**Problem**
Filter the entries for the word "KeyEvent". Copy each line in which it occurs.

**Extracted data**
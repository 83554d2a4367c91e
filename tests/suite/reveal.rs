//! Envelope overlay driven the way a user sees it: key presses and frame time.

use crossterm::event::{KeyCode, KeyEvent, KeyModifiers};

use vivento_engine::{
    AUTO_START_DELAY, App, CONTENT_REVEAL_DELAY, ColorScheme, HIDDEN_DELAY, LaunchSettings,
    OPENED_DELAY, Page, RevealConfig, RevealSequencer, RevealStage,
};

use crate::common::press;

const UNREACHABLE: &str = "http://127.0.0.1:9";

fn app_with(config: RevealConfig) -> App {
    App::new(&LaunchSettings {
        backend_url: UNREACHABLE.to_string(),
        envelope: Some(config),
        ..LaunchSettings::default()
    })
    .unwrap()
}

fn stage(app: &App) -> Option<RevealStage> {
    app.envelope().map(RevealSequencer::stage)
}

#[test]
fn enter_plays_the_whole_reveal() {
    let mut app = app_with(RevealConfig::default());
    press(&mut app, KeyCode::Enter);
    assert_eq!(stage(&app), Some(RevealStage::Opening));

    app.advance(CONTENT_REVEAL_DELAY);
    assert!(app.envelope().is_some_and(RevealSequencer::content_visible));
    app.advance(OPENED_DELAY - CONTENT_REVEAL_DELAY);
    assert_eq!(stage(&app), Some(RevealStage::Opened));
    assert!(app.overlay_visible());

    app.advance(HIDDEN_DELAY - OPENED_DELAY);
    assert!(!app.overlay_visible());
    assert!(app.envelope().is_none());
    assert_eq!(app.page(), Page::Landing);
}

#[test]
fn space_opens_like_enter() {
    let mut app = app_with(RevealConfig::default());
    press(&mut app, KeyCode::Char(' '));
    assert_eq!(stage(&app), Some(RevealStage::Opening));
}

#[test]
fn repeated_enter_does_not_restart() {
    let mut app = app_with(RevealConfig::default());
    press(&mut app, KeyCode::Enter);
    app.advance(OPENED_DELAY);
    press(&mut app, KeyCode::Enter);
    assert_eq!(stage(&app), Some(RevealStage::Opened));
    app.advance(HIDDEN_DELAY - OPENED_DELAY);
    assert!(!app.overlay_visible());
}

#[test]
fn escape_skips_mid_animation() {
    let mut app = app_with(RevealConfig::default());
    press(&mut app, KeyCode::Enter);
    app.advance(CONTENT_REVEAL_DELAY);
    press(&mut app, KeyCode::Esc);
    assert!(!app.overlay_visible());
    assert!(app.envelope().is_none());
}

#[test]
fn landing_keys_are_swallowed_while_covered() {
    let mut app = app_with(RevealConfig::default());
    press(&mut app, KeyCode::Char('f'));
    assert_eq!(app.page(), Page::Landing);
    assert_eq!(stage(&app), Some(RevealStage::Closed));
}

#[test]
fn quit_works_from_the_overlay() {
    let mut app = app_with(RevealConfig::default());
    press(&mut app, KeyCode::Char('q'));
    assert!(app.should_quit());

    let mut app = app_with(RevealConfig::default());
    vivento_tui::apply_key(
        &mut app,
        KeyEvent::new(KeyCode::Char('c'), KeyModifiers::CONTROL),
    );
    assert!(app.should_quit());
}

#[test]
fn auto_start_opens_without_input() {
    let mut app = app_with(RevealConfig {
        color_scheme: ColorScheme::Modern,
        auto_start: true,
    });
    app.advance(AUTO_START_DELAY);
    assert_eq!(stage(&app), Some(RevealStage::Opening));
    assert_eq!(
        app.envelope().map(RevealSequencer::color_scheme),
        Some(ColorScheme::Modern)
    );
    app.advance(HIDDEN_DELAY);
    assert!(!app.overlay_visible());
}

**Written answer**
use crossterm::event::{KeyCode, KeyEvent, KeyModifiers};
        KeyEvent::new(KeyCode::Char('c'), KeyModifiers::CONTROL),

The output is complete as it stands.